use std::path::PathBuf;

use thiserror::Error;

/// Errors produced while building or writing a word report.
#[derive(Debug, Error)]
pub enum Error {
    #[error("cannot read or write {path}: {source}")]
    Io {
        path: PathBuf,
        #[source]
        source: std::io::Error,
    },

    #[error("{path} is not valid UTF-8 text")]
    Utf8 { path: PathBuf },

    #[error("no readable documents found")]
    NoDocuments,

    #[error("CSV export failed: {0}")]
    Csv(#[from] csv::Error),

    #[error("JSON export failed: {0}")]
    Json(#[from] serde_json::Error),

    #[error("could not open {path} in a browser: {source}")]
    Browser {
        path: PathBuf,
        #[source]
        source: std::io::Error,
    },
}

impl Error {
    pub(crate) fn io(path: impl Into<PathBuf>, source: std::io::Error) -> Self {
        Error::Io {
            path: path.into(),
            source,
        }
    }
}

pub type Result<T> = std::result::Result<T, Error>;
//! Sentence and word extraction.
//!
//! Segmentation follows the Unicode text segmentation rules (UAX #29) as
//! implemented by `unicode-segmentation`; this module only filters and
//! aligns the results.

use std::collections::BTreeSet;

use unicode_segmentation::UnicodeSegmentation;

use crate::loader::Document;
use crate::normalize::Normalizer;

/// A sentence together with the label of the file it came from.
#[derive(Debug, Clone, PartialEq, Eq)]
pub struct Sentence {
    pub text: String,
    pub file: String,
}

/// Result of processing a single text.
#[derive(Debug, Clone, Default)]
pub struct Extraction {
    /// Distinct normalized words.
    pub distinct: BTreeSet<String>,
    /// All normalized words in text order, with repetition.
    pub words: Vec<String>,
    pub sentences: Vec<String>,
}

/// Splits `text` into trimmed, non-empty sentences.
pub fn split_sentences(text: &str) -> Vec<String> {
    text.unicode_sentences()
        .map(str::trim)
        .filter(|s| !s.is_empty())
        .map(String::from)
        .collect()
}

/// Splits `text` into lowercased, purely alphabetic word tokens.
///
/// Tokens containing digits, punctuation or apostrophes are dropped
/// entirely rather than cleaned.
pub fn tokenize(text: &str) -> Vec<String> {
    text.split_word_bounds()
        .filter(|token| !token.is_empty() && token.chars().all(char::is_alphabetic))
        .map(str::to_lowercase)
        .collect()
}

pub fn process_text(text: &str, normalizer: &Normalizer) -> Extraction {
    let sentences = split_sentences(text);
    let words = normalizer.normalize(&tokenize(text));
    let distinct = words.iter().cloned().collect();
    Extraction {
        distinct,
        words,
        sentences,
    }
}

/// All documents of a run, flattened into parallel sentence/file arrays.
#[derive(Debug, Clone, Default)]
pub struct Corpus {
    pub distinct: BTreeSet<String>,
    pub words: Vec<String>,
    pub sentences: Vec<Sentence>,
}

impl Corpus {
    pub fn from_documents(documents: &[Document], normalizer: &Normalizer) -> Self {
        let mut corpus = Corpus::default();
        for doc in documents {
            corpus.push(doc, normalizer);
        }
        corpus
    }

    pub fn push(&mut self, doc: &Document, normalizer: &Normalizer) {
        let Extraction {
            distinct,
            words,
            sentences,
        } = process_text(&doc.text, normalizer);
        self.distinct.extend(distinct);
        self.words.extend(words);
        self.sentences.extend(sentences.into_iter().map(|text| Sentence {
            text,
            file: doc.label.clone(),
        }));
    }
}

- **Problem details**:
Your reply must be the entries above, returned word for word.

- **Answer below**:
use std::path::PathBuf;

use thiserror::Error;

/// Errors produced while building or writing a word report.
#[derive(Debug, Error)]
pub enum Error {
    #[error("cannot read or write {path}: {source}")]
    Io {
        path: PathBuf,
        #[source]
        source: std::io::Error,
    },

    #[error("{path} is not valid UTF-8 text")]
    Utf8 { path: PathBuf },

    #[error("no readable documents found")]
    NoDocuments,

    #[error("CSV export failed: {0}")]
    Csv(#[from] csv::Error),

    #[error("JSON export failed: {0}")]
    Json(#[from] serde_json::Error),

    #[error("could not open {path} in a browser: {source}")]
    Browser {
        path: PathBuf,
        #[source]
        source: std::io::Error,
    },
}

impl Error {
    pub(crate) fn io(path: impl Into<PathBuf>, source: std::io::Error) -> Self {
        Error::Io {
            path: path.into(),
            source,
        }
    }
}

pub type Result<T> = std::result::Result<T, Error>;
//! Sentence and word extraction.
//!
//! Segmentation follows the Unicode text segmentation rules (UAX #29) as
//! implemented by `unicode-segmentation`; this module only filters and
//! aligns the results.

use std::collections::BTreeSet;

use unicode_segmentation::UnicodeSegmentation;

use crate::loader::Document;
use crate::normalize::Normalizer;

/// A sentence together with the label of the file it came from.
#[derive(Debug, Clone, PartialEq, Eq)]
pub struct Sentence {
    pub text: String,
    pub file: String,
}

/// Result of processing a single text.
#[derive(Debug, Clone, Default)]
pub struct Extraction {
    /// Distinct normalized words.
    pub distinct: BTreeSet<String>,
    /// All normalized words in text order, with repetition.
    pub words: Vec<String>,
    pub sentences: Vec<String>,
}

/// Splits `text` into trimmed, non-empty sentences.
pub fn split_sentences(text: &str) -> Vec<String> {
    text.unicode_sentences()
        .map(str::trim)
        .filter(|s| !s.is_empty())
        .map(String::from)
        .collect()
}

/// Splits `text` into lowercased, purely alphabetic word tokens.
///
/// Tokens containing digits, punctuation or apostrophes are dropped
/// entirely rather than cleaned.
pub fn tokenize(text: &str) -> Vec<String> {
    text.split_word_bounds()
        .filter(|token| !token.is_empty() && token.chars().all(char::is_alphabetic))
        .map(str::to_lowercase)
        .collect()
}

pub fn process_text(text: &str, normalizer: &Normalizer) -> Extraction {
    let sentences = split_sentences(text);
    let words = normalizer.normalize(&tokenize(text));
    let distinct = words.iter().cloned().collect();
    Extraction {
        distinct,
        words,
        sentences,
    }
}

/// All documents of a run, flattened into parallel sentence/file arrays.
#[derive(Debug, Clone, Default)]
pub struct Corpus {
    pub distinct: BTreeSet<String>,
    pub words: Vec<String>,
    pub sentences: Vec<Sentence>,
}

impl Corpus {
    pub fn from_documents(documents: &[Document], normalizer: &Normalizer) -> Self {
        let mut corpus = Corpus::default();
        for doc in documents {
            corpus.push(doc, normalizer);
        }
        corpus
    }

    pub fn push(&mut self, doc: &Document, normalizer: &Normalizer) {
        let Extraction {
            distinct,
            words,
            sentences,
        } = process_text(&doc.text, normalizer);
        self.distinct.extend(distinct);
        self.words.extend(words);
        self.sentences.extend(sentences.into_iter().map(|text| Sentence {
            text,
            file: doc.label.clone(),
        }));
    }
}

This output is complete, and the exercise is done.